• [Exercise requirements] Below are records; please give the number of their lines that contain the string "SourceFailure", and only that number.

• [Provided entries]
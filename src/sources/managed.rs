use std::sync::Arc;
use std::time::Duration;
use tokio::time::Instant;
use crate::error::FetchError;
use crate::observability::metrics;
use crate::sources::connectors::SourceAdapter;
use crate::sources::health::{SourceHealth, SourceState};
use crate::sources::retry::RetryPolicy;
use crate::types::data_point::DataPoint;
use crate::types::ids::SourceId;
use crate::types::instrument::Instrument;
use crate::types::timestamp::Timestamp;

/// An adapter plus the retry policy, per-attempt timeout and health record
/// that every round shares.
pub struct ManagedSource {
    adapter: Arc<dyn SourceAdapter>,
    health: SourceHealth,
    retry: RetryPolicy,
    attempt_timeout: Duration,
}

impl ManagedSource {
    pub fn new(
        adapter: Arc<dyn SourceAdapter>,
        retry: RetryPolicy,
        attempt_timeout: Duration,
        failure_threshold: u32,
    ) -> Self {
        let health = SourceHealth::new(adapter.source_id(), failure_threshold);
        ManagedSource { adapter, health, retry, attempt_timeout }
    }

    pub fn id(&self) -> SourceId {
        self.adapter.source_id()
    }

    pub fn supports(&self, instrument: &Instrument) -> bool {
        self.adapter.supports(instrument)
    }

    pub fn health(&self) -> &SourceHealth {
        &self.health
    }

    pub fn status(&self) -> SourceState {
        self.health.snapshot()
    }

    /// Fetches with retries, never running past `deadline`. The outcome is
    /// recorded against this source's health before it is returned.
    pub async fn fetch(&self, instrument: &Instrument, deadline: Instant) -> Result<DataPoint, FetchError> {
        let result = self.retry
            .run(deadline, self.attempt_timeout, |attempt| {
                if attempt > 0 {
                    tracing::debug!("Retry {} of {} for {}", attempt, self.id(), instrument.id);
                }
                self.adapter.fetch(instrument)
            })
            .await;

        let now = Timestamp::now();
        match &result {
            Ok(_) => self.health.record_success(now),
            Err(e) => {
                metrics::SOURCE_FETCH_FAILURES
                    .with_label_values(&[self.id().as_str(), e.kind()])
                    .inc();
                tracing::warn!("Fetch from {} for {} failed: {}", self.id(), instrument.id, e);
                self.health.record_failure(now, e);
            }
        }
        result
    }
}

--

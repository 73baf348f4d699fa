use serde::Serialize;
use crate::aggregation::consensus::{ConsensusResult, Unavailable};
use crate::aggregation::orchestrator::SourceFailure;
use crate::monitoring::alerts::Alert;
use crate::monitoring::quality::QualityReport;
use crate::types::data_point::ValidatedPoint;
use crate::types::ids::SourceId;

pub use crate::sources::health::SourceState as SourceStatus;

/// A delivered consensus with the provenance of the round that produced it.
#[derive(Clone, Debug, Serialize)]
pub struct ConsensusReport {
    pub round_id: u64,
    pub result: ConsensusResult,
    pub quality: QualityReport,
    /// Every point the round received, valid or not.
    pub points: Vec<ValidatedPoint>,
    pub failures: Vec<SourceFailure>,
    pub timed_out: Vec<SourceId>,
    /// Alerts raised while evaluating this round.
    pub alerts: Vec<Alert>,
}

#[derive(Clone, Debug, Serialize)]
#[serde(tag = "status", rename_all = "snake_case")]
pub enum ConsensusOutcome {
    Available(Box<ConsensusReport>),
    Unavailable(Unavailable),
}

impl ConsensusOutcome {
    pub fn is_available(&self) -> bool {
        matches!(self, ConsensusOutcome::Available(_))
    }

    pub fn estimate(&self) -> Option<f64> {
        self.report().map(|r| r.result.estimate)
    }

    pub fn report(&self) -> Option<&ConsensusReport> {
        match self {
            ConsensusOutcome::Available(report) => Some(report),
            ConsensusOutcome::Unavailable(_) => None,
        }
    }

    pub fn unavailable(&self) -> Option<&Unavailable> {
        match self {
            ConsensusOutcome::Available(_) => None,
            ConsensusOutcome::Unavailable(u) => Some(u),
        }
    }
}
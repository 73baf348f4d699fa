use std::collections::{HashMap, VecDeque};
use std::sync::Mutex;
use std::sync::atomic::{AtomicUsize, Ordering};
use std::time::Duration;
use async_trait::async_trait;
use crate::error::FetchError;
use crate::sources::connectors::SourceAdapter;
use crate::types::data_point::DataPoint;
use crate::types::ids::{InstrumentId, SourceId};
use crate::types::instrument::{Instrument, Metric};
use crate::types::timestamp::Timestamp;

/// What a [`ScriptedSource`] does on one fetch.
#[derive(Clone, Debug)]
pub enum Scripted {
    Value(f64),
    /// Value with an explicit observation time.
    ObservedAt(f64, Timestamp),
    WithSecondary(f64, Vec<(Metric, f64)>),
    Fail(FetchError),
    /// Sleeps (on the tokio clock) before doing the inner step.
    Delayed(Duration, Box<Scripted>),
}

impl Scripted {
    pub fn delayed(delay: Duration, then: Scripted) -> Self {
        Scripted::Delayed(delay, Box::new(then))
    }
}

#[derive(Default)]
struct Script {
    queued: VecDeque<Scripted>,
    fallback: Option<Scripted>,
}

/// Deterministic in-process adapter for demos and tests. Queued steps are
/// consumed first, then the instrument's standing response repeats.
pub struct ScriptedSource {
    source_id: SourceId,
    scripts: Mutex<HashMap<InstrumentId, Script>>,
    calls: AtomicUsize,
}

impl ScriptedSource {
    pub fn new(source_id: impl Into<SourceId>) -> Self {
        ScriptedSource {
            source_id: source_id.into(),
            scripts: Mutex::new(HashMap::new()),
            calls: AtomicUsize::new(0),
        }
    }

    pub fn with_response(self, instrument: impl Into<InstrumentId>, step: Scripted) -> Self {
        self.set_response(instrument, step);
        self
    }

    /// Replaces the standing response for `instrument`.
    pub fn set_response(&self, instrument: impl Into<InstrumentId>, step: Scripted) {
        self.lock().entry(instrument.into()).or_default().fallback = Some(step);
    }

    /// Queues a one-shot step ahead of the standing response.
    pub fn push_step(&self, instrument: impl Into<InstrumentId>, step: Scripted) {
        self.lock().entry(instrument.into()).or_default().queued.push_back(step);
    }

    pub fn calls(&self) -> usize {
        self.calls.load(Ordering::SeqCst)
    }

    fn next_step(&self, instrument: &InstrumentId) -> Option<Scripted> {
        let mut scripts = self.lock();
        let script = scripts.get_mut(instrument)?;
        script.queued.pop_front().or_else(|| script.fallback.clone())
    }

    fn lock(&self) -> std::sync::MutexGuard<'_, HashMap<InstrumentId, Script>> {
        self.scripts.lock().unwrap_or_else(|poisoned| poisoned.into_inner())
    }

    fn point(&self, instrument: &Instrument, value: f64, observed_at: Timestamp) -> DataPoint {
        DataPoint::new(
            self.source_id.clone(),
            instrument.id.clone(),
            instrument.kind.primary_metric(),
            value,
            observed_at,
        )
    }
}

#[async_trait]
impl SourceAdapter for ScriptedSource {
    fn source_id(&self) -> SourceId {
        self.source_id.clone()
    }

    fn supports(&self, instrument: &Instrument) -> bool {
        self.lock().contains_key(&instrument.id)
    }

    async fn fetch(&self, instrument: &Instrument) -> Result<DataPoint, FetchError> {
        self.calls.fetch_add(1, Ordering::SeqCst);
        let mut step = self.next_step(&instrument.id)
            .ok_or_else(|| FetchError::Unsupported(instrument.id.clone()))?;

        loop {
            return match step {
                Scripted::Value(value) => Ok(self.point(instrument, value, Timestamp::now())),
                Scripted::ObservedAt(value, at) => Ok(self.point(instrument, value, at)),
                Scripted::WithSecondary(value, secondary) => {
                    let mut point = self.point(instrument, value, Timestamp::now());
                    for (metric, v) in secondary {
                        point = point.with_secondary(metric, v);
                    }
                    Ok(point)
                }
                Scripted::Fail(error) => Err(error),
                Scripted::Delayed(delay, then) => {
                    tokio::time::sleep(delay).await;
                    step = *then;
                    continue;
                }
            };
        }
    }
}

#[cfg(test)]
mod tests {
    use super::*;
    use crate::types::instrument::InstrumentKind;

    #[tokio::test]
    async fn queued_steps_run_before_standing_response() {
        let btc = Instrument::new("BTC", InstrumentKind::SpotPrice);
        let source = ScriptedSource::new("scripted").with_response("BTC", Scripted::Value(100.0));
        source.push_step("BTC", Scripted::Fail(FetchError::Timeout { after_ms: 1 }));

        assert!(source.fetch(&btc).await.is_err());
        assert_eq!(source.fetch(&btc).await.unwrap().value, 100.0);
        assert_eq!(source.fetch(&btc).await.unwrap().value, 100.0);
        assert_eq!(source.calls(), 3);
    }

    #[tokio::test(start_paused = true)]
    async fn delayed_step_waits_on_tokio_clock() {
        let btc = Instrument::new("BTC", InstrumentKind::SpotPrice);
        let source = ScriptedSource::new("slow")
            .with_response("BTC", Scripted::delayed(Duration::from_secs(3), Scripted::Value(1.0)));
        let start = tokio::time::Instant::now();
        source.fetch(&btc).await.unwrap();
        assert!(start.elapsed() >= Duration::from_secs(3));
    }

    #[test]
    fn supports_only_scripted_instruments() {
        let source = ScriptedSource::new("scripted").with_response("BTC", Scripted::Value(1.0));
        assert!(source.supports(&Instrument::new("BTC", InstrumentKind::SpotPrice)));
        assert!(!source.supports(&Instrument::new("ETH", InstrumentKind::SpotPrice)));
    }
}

• [Written answer] 2